Whether we keep real or SPs in the practical examination, the selection should include both positive and negative appropriate findings. The emphasis should be on classical examples rather than infrequent, atypical, or esoteric ones. A lot of work is needed to develop high-quality scenarios, demonstrate the reproducibility and reliability of OSCE scores, and teach precise evidence-based neurological examination.
We will be doing well by establishing clinical skills laboratories to teach neurological examination and reduce neurophobia among students. “Scheduled bedside skills modeling” is another approach wherein students observe a clinical encounter for a comprehensive history and neurological examination, followed by questions and debriefing. An observation guide is supplied to residents with a checklist for many elements of symptoms and signs and spaces for notes and questions. Faculty are provided a preceptor guide. Many learning themes and subthemes can be identified. The effect of the modelling experiences on acquiring procedural and cognitive skills have been documented.
Direct observation of residents performing the neurological exam as recorded in a video format and offline assessment by blinded faculty in quantitative and qualitative formats can be another research protocol. It would inform the teachers what are the common difficulties faced by students during neurological physical examination.
The softer, but no less important skills of empathetic and truthful communication between clinicians and patients and caregivers are even harder to assess, more so in neurology, which often involves the delivery of complex and difficult news and decision-making. “Cross sectional concurrent nested mixed methods” studies have utilized data collection by an electronic communication tracker along with qualitative survey questionnaires.
The imperative for research in NEA is very strong. There must be comprehensive quantitative and qualitative studies of hypothesis-driven observations or interventions on the acquisition of knowledge and skills, with lessons in pedagogy and assessment. Research in NEA will promote career development for neurology teachers. We will need to identify many diverse outcome measures, including the impact of educational programs on not only knowledge but also long-term physician behavior, patient safety, professionalism, and long-term career success.

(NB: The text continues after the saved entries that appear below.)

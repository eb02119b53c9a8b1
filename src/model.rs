//! Core data model for the simulator.
//!
//! These types carry the questionnaire's shape: static scenarios keyed by
//! round, the response records collected from a participant, and the phase
//! a session is in.

mod phase;
mod record;
mod scenario;

pub use phase::Phase;
pub use record::ResponseRecord;
pub use scenario::Scenario;
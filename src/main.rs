mod cli;
mod config;
mod controller;
mod export;
mod model;
mod participant;
mod scenarios;
mod session;
mod terminal;

use std::fs::{self, OpenOptions};
use std::process;

use config::Config;

fn main() {
    init_logging();

    let config = match Config::load() {
        Ok(c) => c,
        Err(e) => {
            eprintln!("Failed to load config: {e}");
            process::exit(1);
        }
    };

    if let Err(e) = cli::run(&config) {
        eprintln!("Error: {e}");
        process::exit(1);
    }
}

/// Log to `~/.dispatch-sim/logs/dispatch-sim.log` so the terminal stays clean.
///
/// Logging is skipped when the log file can't be opened.
fn init_logging() {
    let Some(dir) = Config::home().map(|h| h.join("logs")) else {
        return;
    };
    if fs::create_dir_all(&dir).is_err() {
        return;
    }
    let Ok(log_file) = OpenOptions::new()
        .create(true)
        .append(true)
        .open(dir.join("dispatch-sim.log"))
    else {
        return;
    };

    tracing_subscriber::fmt()
        .with_env_filter(
            tracing_subscriber::EnvFilter::try_from_default_env()
                .unwrap_or_else(|_| tracing_subscriber::EnvFilter::new("warn")),
        )
        .with_writer(log_file)
        .with_ansi(false)
        .init();
}
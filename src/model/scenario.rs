//! Scenario types: the static content shown for each round.

use std::fmt;

use serde::{Deserialize, Serialize};

/// Read-only descriptor for one round.
#[derive(Debug, Clone, PartialEq, Eq, Serialize, Deserialize)]
#[serde(rename_all = "kebab-case")]
pub struct Scenario {
    /// Round number, contiguous from 1 within a book.
    pub round: u32,

    pub title: String,

    /// Short decorative marker shown before the title.
    pub icon: Option<String>,

    /// One-line system status.
    pub status: String,

    #[serde(default)]
    pub metrics: Vec<Metric>,

    /// The advisory message addressed to the participant.
    pub message: String,

    /// Illustrative sample code. Never executed.
    pub sample: Option<String>,

    /// Variables that become available in this round.
    #[serde(default)]
    pub variables: Vec<Variable>,

    /// Text the input starts from when drafts don't carry over.
    pub draft: Option<String>,
}

/// A labelled status indicator, e.g. `Revenue: rising`.
#[derive(Debug, Clone, PartialEq, Eq, Serialize, Deserialize)]
pub struct Metric {
    pub label: String,
    pub value: String,
}

impl fmt::Display for Metric {
    fn fmt(&self, f: &mut fmt::Formatter<'_>) -> fmt::Result {
        write!(f, "{}: {}", self.label, self.value)
    }
}

/// A named value the participant may reference in their answer.
#[derive(Debug, Clone, PartialEq, Eq, Serialize, Deserialize)]
pub struct Variable {
    pub name: String,
    pub description: String,
}
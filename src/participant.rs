//! Participant identifier resolution.
//!
//! A session's participant identifier is assigned once, when the session is
//! created. It is resolved through a chain:
//!
//! 1. `--as <id>` — explicit per-run label (e.g. a pre-assigned study code)
//! 2. `DISPATCH_SIM_PARTICIPANT` env var — set once by the researcher's shell
//! 3. a fresh random UUID
//!
//! The identifier is opaque: it is only ever copied into the exported row.

use std::env;

use uuid::Uuid;

/// Environment variable consulted when no explicit identifier is given.
pub const PARTICIPANT_ENV: &str = "DISPATCH_SIM_PARTICIPANT";

/// Resolve the participant identifier from the resolution chain.
pub fn resolve_participant(explicit: Option<&str>) -> String {
    resolve_with(explicit, env::var(PARTICIPANT_ENV).ok())
}

fn resolve_with(explicit: Option<&str>, from_env: Option<String>) -> String {
    // 1. Explicit --as flag.
    if let Some(id) = explicit.map(str::trim).filter(|s| !s.is_empty()) {
        return id.to_string();
    }

    // 2. DISPATCH_SIM_PARTICIPANT.
    if let Some(id) = from_env.filter(|s| !s.trim().is_empty()) {
        return id.trim().to_string();
    }

    // 3. Generated.
    Uuid::new_v4().to_string()
}
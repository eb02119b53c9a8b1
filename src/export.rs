//! Export: shaping a session's responses into one row and appending it to a
//! tabular store.
//!
//! Every sink implements [`Exporter`]. Sinks report failures as
//! [`ExportError`]; the controller turns the outcome into an [`ExportReport`]
//! so nothing escapes the export action.

mod file;
mod sheets;

use jiff::Timestamp;
use serde::{Deserialize, Serialize};

use crate::config::{ExportConfig, Sink};
use crate::session::Session;

pub use file::FileExporter;
pub use sheets::SheetsExporter;

/// Errors that can occur while exporting a row.
#[derive(Debug, thiserror::Error)]
pub enum ExportError {
    #[error("export not configured: {0}")]
    NotConfigured(String),

    #[error("no access token: set the {0} environment variable")]
    MissingToken(String),

    #[error("authentication failed: {0}")]
    Unauthorized(String),

    #[error("remote resource not found: {0}")]
    NotFound(String),

    #[error("remote service returned {status}: {message}")]
    Remote { status: u16, message: String },

    #[error("network error: {0}")]
    Network(#[from] reqwest::Error),

    #[error("I/O error: {0}")]
    Io(#[from] std::io::Error),

    #[error("JSON error: {0}")]
    Json(#[from] serde_json::Error),
}

pub type Result<T> = core::result::Result<T, ExportError>;

/// How responses are laid out in the exported row.
#[derive(Debug, Clone, Copy, Default, PartialEq, Eq, Serialize, Deserialize)]
#[serde(rename_all = "kebab-case")]
pub enum RowLayout {
    /// `[timestamp, participant, response_1, ..., response_N]`.
    #[default]
    Columns,

    /// `[timestamp, participant, <JSON array of records>]`.
    Json,
}

/// One row destined for the tabular store.
#[derive(Debug, Clone, PartialEq, Eq, Serialize)]
#[serde(transparent)]
pub struct ExportRow {
    cells: Vec<String>,
}

impl ExportRow {
    /// Shape a session's log into a row.
    ///
    /// With [`RowLayout::Columns`] the row always has `2 + N` cells: rounds
    /// without a response are written as empty strings.
    pub fn build(session: &Session, layout: RowLayout, exported_at: Timestamp) -> Result<Self> {
        let mut cells = vec![exported_at.to_string(), session.participant().to_string()];

        match layout {
            RowLayout::Columns => {
                cells.extend((1..=session.rounds()).map(|round| {
                    session
                        .response(round)
                        .map(|r| r.content.clone())
                        .unwrap_or_default()
                }));
            }
            RowLayout::Json => cells.push(serde_json::to_string(session.records())?),
        }

        Ok(Self { cells })
    }

    pub fn cells(&self) -> &[String] {
        &self.cells
    }
}

/// A destination that accepts exported rows.
pub trait Exporter {
    /// Short human-readable name of the destination.
    fn describe(&self) -> String;

    /// Append one row to the destination.
    fn append_row(&self, row: &ExportRow) -> Result<()>;
}

/// Outcome of one export attempt, ready to show to the participant.
#[derive(Debug, Clone, PartialEq, Eq)]
pub struct ExportReport {
    pub success: bool,
    pub diagnostic: String,
}

impl ExportReport {
    pub fn from_result(destination: &str, result: &Result<()>) -> Self {
        match result {
            Ok(()) => Self {
                success: true,
                diagnostic: format!("responses saved to {destination}"),
            },
            Err(e) => Self {
                success: false,
                diagnostic: format!("could not save to {destination}: {e}"),
            },
        }
    }
}

/// Sink used when export is switched off.
pub struct DisabledExporter;

impl Exporter for DisabledExporter {
    fn describe(&self) -> String {
        "nowhere".to_string()
    }

    fn append_row(&self, _row: &ExportRow) -> Result<()> {
        Err(ExportError::NotConfigured("export sink is disabled".into()))
    }
}

/// Build the exporter selected by configuration.
pub fn from_config(config: &ExportConfig) -> Box<dyn Exporter> {
    match config.sink {
        Sink::Sheets => Box::new(SheetsExporter::new(config.sheets.clone())),
        Sink::File => match config.file.clone().or_else(FileExporter::default_path) {
            Some(path) => Box::new(FileExporter::new(path)),
            None => Box::new(DisabledExporter),
        },
        Sink::Disabled => Box::new(DisabledExporter),
    }
}
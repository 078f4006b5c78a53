use std::fmt;

use serde::{Deserialize, Serialize};

/// Identifies one `execute` call and everything causally derived from it.
/// Monotonic per main-side process.
#[derive(Debug, Clone, Copy, PartialEq, Eq, Hash, PartialOrd, Ord, Serialize, Deserialize)]
#[serde(transparent)]
pub struct RequestId(u64);

impl RequestId {
    pub const fn new(value: u64) -> Self {
        Self(value)
    }

    pub const fn value(self) -> u64 {
        self.0
    }
}

impl From<u64> for RequestId {
    fn from(value: u64) -> Self {
        Self(value)
    }
}

impl fmt::Display for RequestId {
    fn fmt(&self, f: &mut fmt::Formatter<'_>) -> fmt::Result {
        write!(f, "{}", self.0)
    }
}

/// Token minted for a callable when it is marshaled outbound. The owning
/// request id is embedded so both sides can group entries per request.
#[derive(Debug, Clone, PartialEq, Eq, Hash, Serialize, Deserialize)]
#[serde(transparent)]
pub struct CallbackToken(String);

impl CallbackToken {
    pub fn new(value: impl Into<String>) -> Self {
        Self(value.into())
    }

    pub fn compose(request: RequestId, unique: u64) -> Self {
        Self(format!("{request}:{unique}"))
    }

    pub fn as_str(&self) -> &str {
        &self.0
    }

    pub fn into_inner(self) -> String {
        self.0
    }
}

impl From<String> for CallbackToken {
    fn from(value: String) -> Self {
        Self(value)
    }
}

impl From<&str> for CallbackToken {
    fn from(value: &str) -> Self {
        Self(value.to_string())
    }
}

impl fmt::Display for CallbackToken {
    fn fmt(&self, f: &mut fmt::Formatter<'_>) -> fmt::Result {
        f.write_str(&self.0)
    }
}

/// Correlates one proxy invocation with its `callback_result`.
#[derive(Debug, Clone, PartialEq, Eq, Hash, Serialize, Deserialize)]
#[serde(transparent)]
pub struct CallId(String);

impl CallId {
    pub fn new(value: impl Into<String>) -> Self {
        Self(value.into())
    }

    pub fn compose(unique: u64) -> Self {
        Self(format!("call-{unique}"))
    }

    pub fn as_str(&self) -> &str {
        &self.0
    }
}

impl From<String> for CallId {
    fn from(value: String) -> Self {
        Self(value)
    }
}

impl From<&str> for CallId {
    fn from(value: &str) -> Self {
        Self(value.to_string())
    }
}

impl fmt::Display for CallId {
    fn fmt(&self, f: &mut fmt::Formatter<'_>) -> fmt::Result {
        f.write_str(&self.0)
    }
}
mod options;
mod pool;

pub use options::PoolOptions;
pub use pool::WorkerPool;

pub use ferry_runtime::{
    Callable, Error, ProcedureMap, Result, Value, WorkerBuilder, builder_fn, callable_fn,
    procedure_fn, spawn_task_worker, spawn_thread_worker, spawn_thread_worker_named,
};
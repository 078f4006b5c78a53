use std::any::Any;
use std::collections::HashMap;
use std::panic::AssertUnwindSafe;
use std::sync::atomic::{AtomicBool, Ordering};
use std::sync::{Arc, Weak};

use futures_util::FutureExt;
use parking_lot::Mutex;
use tokio::sync::oneshot;
use tracing::{debug, warn};

use ferry_protocol::{CallId, CallbackToken, Message, RequestId, WireValue};

use crate::error::{Error, Result};
use crate::marshal::{self, next_unique};
use crate::registry::CallbackRegistry;
use crate::transport::MessageSender;
use crate::value::{CallTarget, Callable, Value};

struct PendingCallbackResult {
    request: RequestId,
    sender: oneshot::Sender<WireValue>,
}

/// Everything both dispatcher sides share for one endpoint: the posting
/// half, the callback registry and the transient waiters for in-flight
/// proxy invocations. The side tag only feeds the logs.
pub(crate) struct Channel {
    side: &'static str,
    sender: MessageSender,
    closed: AtomicBool,
    registry: Mutex<CallbackRegistry>,
    pending_callback_results: Mutex<HashMap<CallId, PendingCallbackResult>>,
}

impl Channel {
    pub fn new(sender: MessageSender, side: &'static str) -> Arc<Self> {
        Arc::new(Self {
            side,
            sender,
            closed: AtomicBool::new(false),
            registry: Mutex::new(CallbackRegistry::default()),
            pending_callback_results: Mutex::new(HashMap::new()),
        })
    }

    pub fn post(&self, message: Message) -> Result<()> {
        if self.closed.load(Ordering::Acquire) {
            return Err(Error::channel_closed("post"));
        }
        let stats = message.transfer_stats();
        if stats.is_empty() {
            debug!(side = self.side, kind = message.kind(), "posting message");
        } else {
            debug!(
                side = self.side,
                kind = message.kind(),
                buffers = stats.buffers,
                bytes = stats.bytes,
                "posting message with transferables"
            );
        }
        self.sender.post(message)
    }

    pub fn marshal_value(&self, request: RequestId, value: Value) -> WireValue {
        marshal::marshal(&mut self.registry.lock(), request, value)
    }

    pub fn marshal_args(&self, request: RequestId, args: Vec<Value>) -> Vec<WireValue> {
        marshal::marshal_args(&mut self.registry.lock(), request, args)
    }

    pub fn unmarshal_value(self: &Arc<Self>, request: RequestId, wire: WireValue) -> Value {
        let make_proxy = self.proxy_factory();
        marshal::unmarshal(&mut self.registry.lock(), request, wire, &make_proxy)
    }

    pub fn unmarshal_args(self: &Arc<Self>, request: RequestId, args: Vec<WireValue>) -> Vec<Value> {
        let make_proxy = self.proxy_factory();
        marshal::unmarshal_args(&mut self.registry.lock(), request, args, &make_proxy)
    }

    fn proxy_factory(self: &Arc<Self>) -> impl Fn(RequestId, CallbackToken) -> Callable + use<> {
        let channel = Arc::downgrade(self);
        move |request, token| {
            Callable::new(Arc::new(RemoteCallback {
                channel: channel.clone(),
                request,
                token,
            }))
        }
    }

    /// Serves one `callback_call` from the other side: invokes the callable
    /// registered under `(request, callback_id)` on its own task and posts
    /// the awaited result. A failing or panicking callable is logged and no
    /// response is posted; the remote awaiter never settles.
    pub fn handle_callback_call(
        self: &Arc<Self>,
        request: RequestId,
        callback_id: CallbackToken,
        call_id: CallId,
        args: Vec<WireValue>,
    ) {
        let callable = self.registry.lock().callback(request, &callback_id);
        let Some(callable) = callable else {
            debug!(
                side = self.side,
                %request,
                callback = %callback_id,
                "ignoring callback call with no registered callable"
            );
            return;
        };
        let channel = Arc::clone(self);
        crate::spawn(async move {
            let args = channel.unmarshal_args(request, args);
            match AssertUnwindSafe(callable.call(args)).catch_unwind().await {
                Ok(Ok(value)) => {
                    let result = channel.marshal_value(request, value);
                    let reply = Message::CallbackResult {
                        id: call_id,
                        result,
                    };
                    if channel.post(reply).is_err() {
                        debug!(side = channel.side, %request, "callback result undeliverable");
                    }
                }
                Ok(Err(error)) => {
                    warn!(
                        side = channel.side,
                        %request,
                        callback = %callback_id,
                        %error,
                        "callback failed; no response posted"
                    );
                }
                Err(panic) => {
                    warn!(
                        side = channel.side,
                        %request,
                        callback = %callback_id,
                        details = %panic_details(panic),
                        "callback panicked; no response posted"
                    );
                }
            }
        });
    }

    pub fn handle_callback_result(&self, call_id: CallId, result: WireValue) {
        let pending = self.pending_callback_results.lock().remove(&call_id);
        match pending {
            Some(entry) => {
                let _ = entry.sender.send(result);
            }
            None => debug!(
                side = self.side,
                %call_id,
                "ignoring callback result with no pending call"
            ),
        }
    }

    /// Terminal transition for `request`: drops its callbacks, proxies and
    /// transient callback waiters atomically.
    pub fn clear_request(&self, request: RequestId) {
        self.registry.lock().clear(request);
        self.pending_callback_results
            .lock()
            .retain(|_, entry| entry.request != request);
    }

    /// Endpoint gone: refuse further posts and drop all per-request state.
    pub fn close(&self) {
        self.closed.store(true, Ordering::Release);
        self.registry.lock().clear_all();
        self.pending_callback_results.lock().clear();
    }

    #[cfg(test)]
    pub fn request_entries(&self, request: RequestId) -> usize {
        self.registry.lock().request_entries(request)
    }
}

pub(crate) fn panic_details(panic: Box<dyn Any + Send>) -> String {
    if let Some(message) = panic.downcast_ref::<&str>() {
        (*message).to_string()
    } else if let Some(message) = panic.downcast_ref::<String>() {
        message.clone()
    } else {
        "panicked".to_string()
    }
}

/// Local invocable standing in for a callable owned by the other side.
/// Calling it posts a `callback_call` under the owning request and awaits
/// the matching `callback_result`.
struct RemoteCallback {
    channel: Weak<Channel>,
    request: RequestId,
    token: CallbackToken,
}

#[async_trait::async_trait]
impl CallTarget for RemoteCallback {
    async fn call(&self, args: Vec<Value>) -> Result<Value> {
        let Some(channel) = self.channel.upgrade() else {
            return Err(Error::channel_closed("callback call"));
        };
        let call_id = CallId::compose(next_unique());
        let (reply_tx, reply_rx) = oneshot::channel();
        channel.pending_callback_results.lock().insert(
            call_id.clone(),
            PendingCallbackResult {
                request: self.request,
                sender: reply_tx,
            },
        );
        let wire_args = channel.marshal_args(self.request, args);
        let message = Message::CallbackCall {
            id: self.request,
            callback_id: self.token.clone(),
            call_id: call_id.clone(),
            args: wire_args,
        };
        if let Err(error) = channel.post(message) {
            channel.pending_callback_results.lock().remove(&call_id);
            return Err(error);
        }
        match reply_rx.await {
            Ok(result) => Ok(channel.unmarshal_value(self.request, result)),
            Err(_) => Err(Error::channel_closed("callback call")),
        }
    }
}
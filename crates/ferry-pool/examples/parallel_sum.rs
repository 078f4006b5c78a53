//! Spreads chunked sums over a small worker pool and streams progress back
//! through a callback.
//!
//! ```text
//! RUST_LOG=debug cargo run --example parallel_sum
//! ```

use anyhow::Result;
use ferry_pool::{
    PoolOptions, ProcedureMap, Value, WorkerPool, builder_fn, procedure_fn, spawn_task_worker,
};
use tracing_subscriber::EnvFilter;

fn procedures() -> ProcedureMap {
    ProcedureMap::new().register(
        "sum_chunk",
        procedure_fn(|args| async move {
            let chunk = args[0].as_list().expect("chunk of numbers");
            let progress = args[1].as_callable().expect("progress callback").clone();
            let mut total = 0i64;
            for (index, value) in chunk.iter().enumerate() {
                total += value.as_i64().unwrap_or_default();
                if (index + 1) % 250 == 0 {
                    progress
                        .call(vec![Value::from((index + 1) as i64)])
                        .await?;
                }
            }
            Ok(Value::from(total))
        }),
    )
}

fn main() -> Result<()> {
    tracing_subscriber::fmt()
        .with_env_filter(EnvFilter::try_from_default_env().unwrap_or_else(|_| EnvFilter::new("info")))
        .init();

    ferry_runtime::block_on(async {
        let pool = WorkerPool::with_options(
            builder_fn(|| async { Ok(spawn_task_worker(procedures())) }),
            PoolOptions::new().limit(2),
        );

        let numbers: Vec<i64> = (1..=2000).collect();
        let mut calls = Vec::new();
        for chunk in numbers.chunks(500) {
            let chunk = Value::List(chunk.iter().map(|n| Value::from(*n)).collect());
            let progress = procedure_fn(|args| async move {
                tracing::info!(done = args[0].as_i64().unwrap_or_default(), "chunk progress");
                Ok(Value::Null)
            });
            calls.push(pool.execute("sum_chunk", vec![chunk, Value::from(progress)]));
        }

        let mut total = 0i64;
        for result in futures_util::future::join_all(calls).await {
            total += result?.as_i64().expect("chunk sum");
        }
        pool.wait_all().await;
        pool.close();

        println!("sum of 1..=2000 = {total}");
        anyhow::Ok(())
    })?;
    Ok(())
}
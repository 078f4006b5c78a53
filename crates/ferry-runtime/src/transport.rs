use std::future::Future;
use std::thread;

use async_trait::async_trait;
use parking_lot::Mutex;
use tokio::sync::{mpsc, oneshot};
use tokio::task::JoinHandle;

use ferry_protocol::Message;

use crate::error::{Error, Result};
use crate::worker::{ProcedureMap, WorkerRuntime};

/// Clonable posting half of an endpoint.
#[derive(Clone)]
pub struct MessageSender {
    tx: mpsc::UnboundedSender<Message>,
}

impl MessageSender {
    pub fn post(&self, message: Message) -> Result<()> {
        self.tx
            .send(message)
            .map_err(|_| Error::channel_closed("post"))
    }
}

/// Single-consumer inbound half of an endpoint. Delivery is in posted order
/// for the lifetime of the channel.
pub struct MessageReceiver {
    rx: mpsc::UnboundedReceiver<Message>,
}

impl MessageReceiver {
    pub async fn recv(&mut self) -> Option<Message> {
        self.rx.recv().await
    }
}

/// Terminates the worker execution context behind an endpoint. Idempotent.
pub trait WorkerHandle: Send + Sync {
    fn terminate(&self);
}

struct NoopWorkerHandle;

impl WorkerHandle for NoopWorkerHandle {
    fn terminate(&self) {}
}

/// One side of a message channel to a worker execution context. The core
/// never references a concrete platform; adapters below (and callers with
/// their own transports) construct these.
pub struct Endpoint {
    sender: MessageSender,
    receiver: MessageReceiver,
    handle: Box<dyn WorkerHandle>,
}

impl Endpoint {
    pub fn new(
        sender: MessageSender,
        receiver: MessageReceiver,
        handle: Box<dyn WorkerHandle>,
    ) -> Self {
        Self {
            sender,
            receiver,
            handle,
        }
    }

    pub(crate) fn into_parts(self) -> (MessageSender, MessageReceiver, Box<dyn WorkerHandle>) {
        (self.sender, self.receiver, self.handle)
    }

    fn with_handle(mut self, handle: Box<dyn WorkerHandle>) -> Self {
        self.handle = handle;
        self
    }
}

/// Raw channel halves, for adapters that pump messages to some other
/// medium.
pub fn message_channel() -> (MessageSender, MessageReceiver) {
    let (tx, rx) = mpsc::unbounded_channel();
    (MessageSender { tx }, MessageReceiver { rx })
}

/// In-process duplex channel pair: what one side posts, the other receives.
pub fn endpoint_pair() -> (Endpoint, Endpoint) {
    let (left_tx, right_rx) = message_channel();
    let (right_tx, left_rx) = message_channel();
    let left = Endpoint::new(left_tx, left_rx, Box::new(NoopWorkerHandle));
    let right = Endpoint::new(right_tx, right_rx, Box::new(NoopWorkerHandle));
    (left, right)
}

/// Caller-supplied construction of a worker execution context, yielding the
/// main-side endpoint of its channel.
#[async_trait]
pub trait WorkerBuilder: Send + Sync {
    async fn build(&self) -> Result<Endpoint>;
}

pub struct FnWorkerBuilder<F> {
    f: F,
}

#[async_trait]
impl<F, Fut> WorkerBuilder for FnWorkerBuilder<F>
where
    F: Fn() -> Fut + Send + Sync + 'static,
    Fut: Future<Output = Result<Endpoint>> + Send + 'static,
{
    async fn build(&self) -> Result<Endpoint> {
        (self.f)().await
    }
}

/// Adapts an async closure to a [`WorkerBuilder`].
pub fn builder_fn<F, Fut>(f: F) -> FnWorkerBuilder<F>
where
    F: Fn() -> Fut + Send + Sync + 'static,
    Fut: Future<Output = Result<Endpoint>> + Send + 'static,
{
    FnWorkerBuilder { f }
}

struct TaskWorkerHandle {
    join: JoinHandle<()>,
}

impl WorkerHandle for TaskWorkerHandle {
    fn terminate(&self) {
        self.join.abort();
    }
}

/// Runs the worker runtime as a task on the shared tokio runtime and returns
/// the main-side endpoint. Terminating aborts the task; its endpoint drops
/// and the main side observes the channel closing.
pub fn spawn_task_worker(procedures: ProcedureMap) -> Endpoint {
    let (main_side, worker_side) = endpoint_pair();
    let join = crate::spawn(WorkerRuntime::serve(worker_side, procedures));
    main_side.with_handle(Box::new(TaskWorkerHandle { join }))
}

struct ThreadWorkerHandle {
    shutdown: Mutex<Option<oneshot::Sender<()>>>,
}

impl WorkerHandle for ThreadWorkerHandle {
    fn terminate(&self) {
        if let Some(shutdown) = self.shutdown.lock().take() {
            let _ = shutdown.send(());
        }
    }
}

/// Runs the worker runtime on a dedicated named OS thread. Spawn failure is
/// a synchronous startup error. The thread drains out when terminated or
/// when the main side drops its endpoint.
pub fn spawn_thread_worker(procedures: ProcedureMap) -> Result<Endpoint> {
    spawn_thread_worker_named(procedures, "ferry-worker")
}

pub fn spawn_thread_worker_named(
    procedures: ProcedureMap,
    thread_name: impl Into<String>,
) -> Result<Endpoint> {
    let (main_side, worker_side) = endpoint_pair();
    let (shutdown_tx, shutdown_rx) = oneshot::channel::<()>();
    let _detached = thread::Builder::new()
        .name(thread_name.into())
        .spawn(move || {
            crate::block_on(async move {
                tokio::select! {
                    () = WorkerRuntime::serve(worker_side, procedures) => {}
                    _ = shutdown_rx => {}
                }
            });
        })
        .map_err(Error::worker_spawn)?;
    Ok(main_side.with_handle(Box::new(ThreadWorkerHandle {
        shutdown: Mutex::new(Some(shutdown_tx)),
    })))
}
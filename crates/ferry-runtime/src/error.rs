use thiserror::Error;

pub type Result<T> = std::result::Result<T, Error>;

#[derive(Debug, Error)]
pub enum Error {
    /// A worker-side procedure failed; carries the stringified remote error.
    #[error("remote procedure `{name}` failed: {details}")]
    Remote { name: String, details: String },
    #[error("channel closed during {operation}")]
    ChannelClosed { operation: &'static str },
    #[error("worker handshake failed: {details}")]
    Handshake { details: String },
    #[error("worker thread spawn failed: {source}")]
    WorkerSpawn {
        #[source]
        source: std::io::Error,
    },
    /// The pool was resized or closed while this call was in flight.
    #[error("pool reset while call in flight")]
    PoolReset,
    #[error("{operation} failed: {details}")]
    Operation {
        operation: &'static str,
        details: String,
    },
}

impl Error {
    pub fn remote(name: impl Into<String>, details: impl Into<String>) -> Self {
        Self::Remote {
            name: name.into(),
            details: details.into(),
        }
    }

    pub fn channel_closed(operation: &'static str) -> Self {
        Self::ChannelClosed { operation }
    }

    pub fn handshake(details: impl Into<String>) -> Self {
        Self::Handshake {
            details: details.into(),
        }
    }

    pub fn worker_spawn(source: std::io::Error) -> Self {
        Self::WorkerSpawn { source }
    }

    pub fn operation(operation: &'static str, details: impl Into<String>) -> Self {
        Self::Operation {
            operation,
            details: details.into(),
        }
    }
}
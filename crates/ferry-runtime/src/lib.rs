use std::future::Future;
use std::sync::OnceLock;

use tokio::runtime::{Builder, Runtime};
use tokio::task::JoinHandle;

mod channel;
mod error;
mod link;
mod marshal;
mod registry;
mod transport;
mod value;
mod worker;

pub use error::{Error, Result};
pub use ferry_protocol::{CallId, CallbackToken, Message, RequestId, TransferStats, WireValue};
pub use link::Link;
pub use transport::{
    Endpoint, FnWorkerBuilder, MessageReceiver, MessageSender, WorkerBuilder, WorkerHandle,
    builder_fn, endpoint_pair, message_channel, spawn_task_worker, spawn_thread_worker,
    spawn_thread_worker_named,
};
pub use value::{CallTarget, Callable, Value, callable_fn};
pub use worker::{ProcedureMap, WorkerRuntime, procedure_fn};

fn runtime() -> &'static Runtime {
    static RUNTIME: OnceLock<Runtime> = OnceLock::new();
    RUNTIME.get_or_init(|| {
        Builder::new_multi_thread()
            .enable_all()
            .thread_name("ferry-runtime")
            .build()
            .expect("failed to build shared tokio runtime")
    })
}

pub fn spawn<F>(future: F) -> JoinHandle<F::Output>
where
    F: Future + Send + 'static,
    F::Output: Send + 'static,
{
    if let Ok(handle) = tokio::runtime::Handle::try_current() {
        handle.spawn(future)
    } else {
        runtime().spawn(future)
    }
}

pub fn block_on<F: Future>(future: F) -> F::Output {
    if let Ok(handle) = tokio::runtime::Handle::try_current() {
        // Callers may already sit inside a Tokio context; entering the shared
        // runtime from there would panic.
        tokio::task::block_in_place(|| handle.block_on(future))
    } else {
        runtime().block_on(future)
    }
}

A comprehensive review and discussion about many more research questions and research methods in NEA in global as well Indian context will be worthy of a lengthy monograph. It is high time that the executive committee and member community of the Indian Academy of Neurology (IAN) appreciate the importance of NEA and take lead in improving the neurology component of NEET and NEXT. In addition, they also became organized with respect to residency curricula, practices, methods, and assessments at DM/DNB level. Many activities may help in these tasks, like an expert group meeting, a satellite symposium, midterm conference, supplement of Annals of Indian Academy of Neurology, and dedicated subgroup.